Fast Cars and Bad Girls
Title | Fast Cars and Bad Girls PDF eBook |
Author | Deborah Paes de Barros |
Publisher | Peter Lang |
Pages | 228 |
Release | 2004 |
Genre | History |
ISBN | 9780820470870 |
Fast Cars and Bad Girls: Nomadic Subjects and Women's Road Stories explores the road narratives of women and the various ways their work re-maps American space. Moving from Mary Rowlandson's famous captivity narrative to the frontier texts of the American West to the postapocalyptic novels of postmodern experience, Fast Cars and Bad Girls interrogates the intersections of nomadic theory and contemporary feminism. What would happen, the text queries the reader, if Jack Kerouac had gone on the road with a baby in the back seat? Women's road texts are different, insists author Deborah Paes de Barros; notions such as resistance to the West, the revision of the natural world, mother-daughter relationships, avant-garde angst, and feminist utopias construct this discussion of women travel writers.
Road-book America
Title | Road-book America PDF eBook |
Author | Rowland A. Sherrill |
Publisher | University of Illinois Press |
Pages | 404 |
Release | 2000 |
Genre | Literary Criticism |
ISBN | 9780252025464 |
In Road-Book America, Rowland A. Sherrill explores how the old picaresque tradition, embodied in such novels as Henry Fielding's Tom Jones and Daniel Defoe's Moll Flanders, opens to include a number of recent American texts, both fiction and nonfiction.
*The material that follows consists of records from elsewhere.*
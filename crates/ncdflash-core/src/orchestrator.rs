//! Run orchestration
//!
//! Resolve, plan, acquire, flash. Every error ends the run and is reduced
//! to a [`RunOutcome`] with exit code 1.

use std::path::Path;

use crate::acquire::{
    AcquisitionOptions, AssetAcquirer, Fetch, HttpFetcher, ImageBuilder, PioBuilder,
};
use crate::catalog::{self, AssetKind, Channel, FirmwareProfile};
use crate::config::ToolConfig;
use crate::error::{Error, Result};
use crate::invoke::{EsptoolCommand, FlashInvoker, FlashTool};
use crate::layout::{self, FlashPlan};
use crate::progress::Progress;

/// Message reported on success
pub const SUCCESS_MESSAGE: &str = "Firmware flashed successfully";

/// Message reported after a successful erase
pub const ERASE_MESSAGE: &str = "Flash erased successfully";

/// What to flash
#[derive(Debug, Clone, PartialEq, Eq)]
pub enum Target {
    /// A catalog variant
    Catalog {
        /// Variant id
        id: String,
        /// Release channel
        channel: Channel,
    },
    /// The fixed SOTA Relay build, bypassing the catalog
    SotaOverride,
}

/// Everything a run needs, resolved before it starts
#[derive(Debug, Clone, PartialEq, Eq)]
pub struct RunConfig {
    /// What to flash
    pub target: Target,
    /// Planning and acquisition options
    pub options: AcquisitionOptions,
    /// Serial port of the device
    pub port: String,
}

impl RunConfig {
    /// Create a run config.
    ///
    /// `options.sota_override` takes precedence over `target`.
    pub fn new(target: Target, options: AcquisitionOptions, port: impl Into<String>) -> Self {
        let target = if options.sota_override {
            Target::SotaOverride
        } else {
            target
        };
        Self {
            target,
            options,
            port: port.into(),
        }
    }
}

/// Result of a run as seen by the process
#[derive(Debug, Clone, PartialEq, Eq)]
pub struct RunOutcome {
    /// Process exit code, 0 or 1
    pub exit_code: i32,
    /// Human-readable summary or error message
    pub message: String,
}

impl RunOutcome {
    /// Whether the run succeeded
    pub fn success(&self) -> bool {
        self.exit_code == 0
    }

    fn from_result(result: Result<()>, success: &str) -> Self {
        match result {
            Ok(()) => Self {
                exit_code: 0,
                message: success.to_string(),
            },
            Err(e) => {
                log::error!("{}", e);
                Self {
                    exit_code: 1,
                    message: e.to_string(),
                }
            }
        }
    }
}

/// Resolve the profile a target refers to
pub fn resolve_profile(target: &Target) -> Result<FirmwareProfile> {
    match target {
        Target::Catalog { id, channel } => catalog::resolve(id, *channel),
        Target::SotaOverride => Ok(catalog::sota_override()),
    }
}

/// Resolve and plan without touching the network, filesystem or device
pub fn resolve_plan(
    target: &Target,
    options: &AcquisitionOptions,
) -> Result<(FirmwareProfile, FlashPlan)> {
    let profile = resolve_profile(target)?;
    let plan = layout::plan(&profile, options);
    Ok((profile, plan))
}

/// Drives one complete flash run
pub struct Orchestrator<F, B, T> {
    acquirer: AssetAcquirer<F, B>,
    invoker: FlashInvoker<T>,
}

impl Orchestrator<HttpFetcher, PioBuilder, EsptoolCommand> {
    /// Wire up the real HTTP client, PlatformIO and esptool
    pub fn with_defaults(config: &ToolConfig) -> Result<Self> {
        let fetcher = HttpFetcher::new(config.connect_timeout())
            .map_err(|e| Error::Config(format!("cannot create HTTP client: {}", e)))?;
        let builder = PioBuilder::new(config.pio.clone(), config.build_timeout());
        let tool = EsptoolCommand::new(config.esptool.clone());

        Ok(Self::new(
            AssetAcquirer::new(fetcher, builder, &config.work_dir, config.bundled_path()),
            FlashInvoker::new(tool, config.chip.clone()),
        ))
    }
}

impl<F: Fetch, B: ImageBuilder, T: FlashTool> Orchestrator<F, B, T> {
    /// Assemble an orchestrator from its stages
    pub fn new(acquirer: AssetAcquirer<F, B>, invoker: FlashInvoker<T>) -> Self {
        Self { acquirer, invoker }
    }

    /// Run and reduce the result to an exit code and message
    pub fn run(&mut self, config: &RunConfig, progress: &mut dyn Progress) -> RunOutcome {
        RunOutcome::from_result(self.try_run(config, progress), SUCCESS_MESSAGE)
    }

    /// Run, keeping the typed error
    pub fn try_run(&mut self, config: &RunConfig, progress: &mut dyn Progress) -> Result<()> {
        let (profile, plan) = resolve_plan(&config.target, &config.options)?;
        log::info!(
            "Flashing {} ({} channel) on {}",
            profile.name,
            profile.channel,
            config.port
        );

        if config.options.want_spiffs && !plan.writes(AssetKind::Spiffs) {
            log::info!("No SPIFFS image will be written for {}", profile.name);
        }

        let assets = self
            .acquirer
            .acquire(&profile, &plan, &config.options, progress)?;
        self.invoker.invoke(&plan, &assets, &config.port, progress)
    }

    /// Erase the whole flash of the device on `port`.
    ///
    /// Nothing is resolved or acquired; only the flashing tool runs.
    pub fn erase(&mut self, port: &str, progress: &mut dyn Progress) -> RunOutcome {
        let result = validate_port(port).and_then(|()| self.invoker.erase(port, progress));
        RunOutcome::from_result(result, ERASE_MESSAGE)
    }

    /// The acquisition stage
    pub fn acquirer(&self) -> &AssetAcquirer<F, B> {
        &self.acquirer
    }

    /// The invocation stage
    pub fn invoker(&self) -> &FlashInvoker<T> {
        &self.invoker
    }
}

/// Check that a port name is usable before a run starts
pub fn validate_port(port: &str) -> Result<()> {
    if port.trim().is_empty() {
        return Err(Error::Config("serial port must not be empty".into()));
    }
    if cfg!(unix) && port.starts_with('/') && !Path::new(port).exists() {
        log::warn!("{} does not exist; esptool will likely fail to open it", port);
    }
    Ok(())
}

#[cfg(test)]
mod tests {
    use super::*;
    use crate::acquire::testing::{bundle_with, FakeBuilder, FakeFetcher};
    use crate::invoke::testing::FakeTool;
    use crate::progress::testing::RecordingProgress;
    use std::path::PathBuf;
    use std::time::Duration;

    struct Env {
        _tmp: tempfile::TempDir,
        work: PathBuf,
        bundle: PathBuf,
    }

    fn env() -> Env {
        let tmp = tempfile::tempdir().unwrap();
        let work = tmp.path().join("work");
        let bundle = tmp.path().join("AWS");
        bundle_with(&bundle, &[AssetKind::BootApp0]);
        Env {
            _tmp: tmp,
            work,
            bundle,
        }
    }

    fn orchestrator<B: ImageBuilder>(
        env: &Env,
        builder: B,
    ) -> Orchestrator<FakeFetcher, B, FakeTool> {
        Orchestrator::new(
            AssetAcquirer::new(FakeFetcher::default(), builder, &env.work, &env.bundle),
            FlashInvoker::new(FakeTool::default(), "esp32"),
        )
    }

    fn stable(id: &str) -> Target {
        Target::Catalog {
            id: id.into(),
            channel: Channel::Stable,
        }
    }

    #[test]
    fn test_standard_variant_with_spiffs() {
        let env = env();
        let mut orch = orchestrator(&env, FakeBuilder::default());
        let config = RunConfig::new(stable("3"), AcquisitionOptions::default(), "/dev/ttyUSB0");
        let mut progress = RecordingProgress::default();

        let outcome = orch.run(&config, &mut progress);
        assert_eq!(
            outcome,
            RunOutcome {
                exit_code: 0,
                message: SUCCESS_MESSAGE.into()
            }
        );

        assert_eq!(orch.acquirer().fetcher().requests.len(), 4);
        let calls = &orch.invoker().tool().calls;
        assert_eq!(calls.len(), 1);
        let addrs: Vec<&str> = calls[0]
            .iter()
            .filter(|a| a.starts_with("0x"))
            .map(String::as_str)
            .collect();
        assert_eq!(addrs, ["0x1000", "0x8000", "0xe000", "0x10000", "0x290000"]);
        assert_eq!(progress.stages.last().unwrap(), "Starting upload to device...");
    }

    #[test]
    fn test_spiffs_disabled_variant() {
        let env = env();
        let mut orch = orchestrator(&env, FakeBuilder::default());
        let config = RunConfig::new(stable("20"), AcquisitionOptions::default(), "COM4");

        assert!(orch.run(&config, &mut RecordingProgress::default()).success());

        let requests = &orch.acquirer().fetcher().requests;
        assert_eq!(requests.len(), 3);
        assert!(requests.iter().all(|u| !u.contains("spiffs")));
        let args = orch.invoker().tool().calls[0].join(" ");
        assert!(!args.contains("spiffs.bin"));
        assert!(args.contains("--flash_size detect"));
    }

    #[test]
    fn test_missing_build_tool_aborts_before_flashing() {
        let env = env();
        let project = env.work.parent().unwrap().join("project");
        std::fs::create_dir_all(&project).unwrap();

        let builder = PioBuilder::new("ncdflash-test-no-such-pio", Duration::from_secs(5));
        let mut orch = orchestrator(&env, builder);
        let options = AcquisitionOptions {
            spiffs_project: Some(project),
            ..Default::default()
        };
        let config = RunConfig::new(stable("3"), options, "/dev/ttyUSB0");

        let outcome = orch.run(&config, &mut RecordingProgress::default());
        assert_eq!(outcome.exit_code, 1);
        assert!(outcome.message.starts_with("SPIFFS build failed"));
        assert!(orch.invoker().tool().calls.is_empty());

        let err = orch
            .try_run(&config, &mut RecordingProgress::default())
            .unwrap_err();
        assert!(matches!(err, Error::BuildFailed { .. }));
    }

    #[test]
    fn test_unknown_id_makes_no_requests() {
        let env = env();
        let mut orch = orchestrator(&env, FakeBuilder::default());
        let config = RunConfig::new(stable("99"), AcquisitionOptions::default(), "/dev/ttyUSB0");
        let mut progress = RecordingProgress::default();

        let outcome = orch.run(&config, &mut progress);
        assert_eq!(outcome.exit_code, 1);
        assert_eq!(outcome.message, "Invalid firmware ID \"99\" on the stable channel");
        assert!(orch.acquirer().fetcher().requests.is_empty());
        assert!(orch.invoker().tool().calls.is_empty());
        assert!(progress.stages.is_empty());
    }

    #[test]
    fn test_sota_override_ignores_catalog_id() {
        let env = env();
        let mut orch = orchestrator(&env, FakeBuilder::default());
        let options = AcquisitionOptions {
            sota_override: true,
            ..Default::default()
        };
        let config = RunConfig::new(stable("99"), options, "/dev/ttyUSB0");
        assert_eq!(config.target, Target::SotaOverride);

        assert!(orch.run(&config, &mut RecordingProgress::default()).success());
        let requests = &orch.acquirer().fetcher().requests;
        assert_eq!(requests.len(), 3);
        assert!(requests.iter().all(|u| u.contains("SOTA_Relay")));
    }

    #[test]
    fn test_flash_failure_is_reported() {
        let env = env();
        let mut orch = Orchestrator::new(
            AssetAcquirer::new(
                FakeFetcher::default(),
                FakeBuilder::default(),
                &env.work,
                &env.bundle,
            ),
            FlashInvoker::new(
                FakeTool {
                    fail_on: Some((1, "Failed to connect to ESP32".into())),
                    ..Default::default()
                },
                "esp32",
            ),
        );
        let config = RunConfig::new(stable("7"), AcquisitionOptions::default(), "/dev/ttyUSB0");

        let outcome = orch.run(&config, &mut RecordingProgress::default());
        assert!(!outcome.success());
        assert!(outcome.message.contains("Failed to connect to ESP32"));
    }

    #[test]
    fn test_erase_skips_acquisition() {
        let env = env();
        let mut orch = orchestrator(&env, FakeBuilder::default());
        let mut progress = RecordingProgress::default();

        let outcome = orch.erase("/dev/ttyUSB0", &mut progress);
        assert_eq!(
            outcome,
            RunOutcome {
                exit_code: 0,
                message: ERASE_MESSAGE.into()
            }
        );
        assert!(orch.acquirer().fetcher().requests.is_empty());
        assert_eq!(orch.invoker().tool().calls.len(), 1);
        assert_eq!(orch.invoker().tool().calls[0].last().unwrap(), "erase_flash");

        let outcome = orch.erase("  ", &mut progress);
        assert_eq!(outcome.exit_code, 1);
        assert_eq!(orch.invoker().tool().calls.len(), 1);
    }

    #[test]
    fn test_plan_only() {
        let (profile, plan) = resolve_plan(&stable("5"), &AcquisitionOptions::default()).unwrap();
        assert_eq!(profile.id, "5");
        assert_eq!(plan.address_of(AssetKind::Spiffs), Some(0x383000));
        assert!(resolve_plan(&stable("22"), &AcquisitionOptions::default()).is_err());
    }

    #[test]
    fn test_validate_port() {
        assert!(validate_port("").is_err());
        assert!(validate_port("COM3").is_ok());
    }
}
Sketching the socially marginal, ingenuous, travelling characters common to old and new versions of the genre, Road-Book America is a wide-ranging and sophisticated discussion of the "new American picaresque", exemplified by William Least HeatMoon's Blue Highways, John Steinbeck's Travels with Charley, James Leo Herlihy's Midnight Cowboy, Bill Moyers's Listening to America, E. L. Doctorow's Billy Bathgate, and hundreds of other narratives published in the past four decades. Open, resilient, adaptable, and perennially hopeful, the protagonist of the new American picaresque follows a therapeutic path for the alienated modern self and lays the groundwork for spiritual renewal.